Task to complete >> Quote the listing below word for word, stopping after the line that contains "async fn search(&self, query_vector: &[f32], k: usize)".

Material for this task >>
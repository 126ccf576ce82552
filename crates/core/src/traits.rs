use crate::error::StoreError;
use crate::models::{RetrievedChunk, VectorStoreEntry};
use async_trait::async_trait;

#[async_trait]
pub trait VectorStore: Send + Sync {
    /// Appends entries. No uniqueness check: re-ingesting a file duplicates its entries.
    async fn add(&self, entries: Vec<VectorStoreEntry>) -> Result<(), StoreError>;

    /// The `k` nearest entries, most similar first; equal scores keep insertion order.
    async fn search(&self, query_vector: &[f32], k: usize) -> Result<Vec<RetrievedChunk>, StoreError>;

    async fn persist(&self) -> Result<(), StoreError>;

    async fn len(&self) -> usize;

    async fn is_empty(&self) -> bool {
        self.len().await == 0
    }
}
use thiserror::Error;

#[derive(Debug, Error)]
pub enum ExtractionError {
    #[error("io error: {0}")]
    Io(#[from] std::io::Error),

    #[error("pdf parse error: {0}")]
    PdfParse(String),
}

impl From<lopdf::Error> for ExtractionError {
    fn from(value: lopdf::Error) -> Self {
        Self::PdfParse(value.to_string())
    }
}

#[derive(Debug, Error)]
pub enum OcrError {
    #[error("io error: {0}")]
    Io(#[from] std::io::Error),

    #[error("failed to open document for rasterization: {0}")]
    Open(String),

    #[error("page {page} is out of range (document has {page_count} pages)")]
    PageOutOfRange { page: u32, page_count: u32 },

    #[error("{tool} exited with {status}: {stderr}")]
    Tool {
        tool: &'static str,
        status: String,
        stderr: String,
    },

    #[error("http error: {0}")]
    Http(#[from] reqwest::Error),

    #[error("multimodal OCR failed: {0}")]
    Multimodal(String),
}

#[derive(Debug, Error)]
pub enum EmbeddingError {
    #[error("http error: {0}")]
    Http(#[from] reqwest::Error),

    #[error("invalid response from {backend}: {details}")]
    BackendResponse { backend: String, details: String },

    #[error("embedding count {returned} does not match input count {expected}")]
    CountMismatch { expected: usize, returned: usize },
}

#[derive(Debug, Error)]
pub enum StoreError {
    #[error("io error: {0}")]
    Io(#[from] std::io::Error),

    #[error("serialize error: {0}")]
    Serialization(#[from] serde_json::Error),

    #[error("vector dimension {found} does not match store dimension {expected}")]
    DimensionMismatch { expected: usize, found: usize },

    #[error("failed to persist store to {path}: {details}")]
    Persist { path: String, details: String },
}

#[derive(Debug, Error)]
#[error("model '{requested}' not supported; choose one of: {}", .supported.join(", "))]
pub struct UnsupportedModelError {
    pub requested: String,
    pub supported: Vec<&'static str>,
}

#[derive(Debug, Error)]
pub enum GenerationError {
    #[error("http error: {0}")]
    Http(#[from] reqwest::Error),

    #[error("{model} returned {status}: {details}")]
    BackendResponse {
        model: String,
        status: String,
        details: String,
    },

    #[error("{model} returned an empty answer")]
    EmptyAnswer { model: String },
}

#[derive(Debug, Error)]
pub enum ConfigError {
    #[error("invalid config: {0}")]
    Invalid(String),

    #[error("url parse error: {0}")]
    Url(#[from] url::ParseError),

    #[error("http client error: {0}")]
    Client(#[from] reqwest::Error),
}

#[derive(Debug, Error)]
pub enum IngestError {
    #[error("store error: {0}")]
    Store(#[from] StoreError),

    #[error("invalid argument: {0}")]
    InvalidArgument(String),
}

#[derive(Debug, Error)]
pub enum AskError {
    #[error(transparent)]
    UnsupportedModel(#[from] UnsupportedModelError),

    #[error("retrieval failed: {0}")]
    Retrieval(#[from] EmbeddingError),

    #[error("store error: {0}")]
    Store(#[from] StoreError),

    #[error("generation error: {0}")]
    Generation(#[from] GenerationError),
}

#[derive(Debug, Error)]
pub enum StartupError {
    #[error("config error: {0}")]
    Config(#[from] ConfigError),

    #[error("store error: {0}")]
    Store(#[from] StoreError),
}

Task output >>
repository 126ccf576ce82552
filename crates/core/src/traits.rs
use crate::error::StoreError;
use crate::models::{RetrievedChunk, VectorStoreEntry};
use async_trait::async_trait;

#[async_trait]
pub trait VectorStore: Send + Sync {
    /// Appends entries. No uniqueness check: re-ingesting a file duplicates its entries.
    async fn add(&self, entries: Vec<VectorStoreEntry>) -> Result<(), StoreError>;

    /// The `k` nearest entries, most similar first; equal scores keep insertion order.
    async fn search(&self, query_vector: &[f32], k: usize) -> Result<Vec<RetrievedChunk>, StoreError>;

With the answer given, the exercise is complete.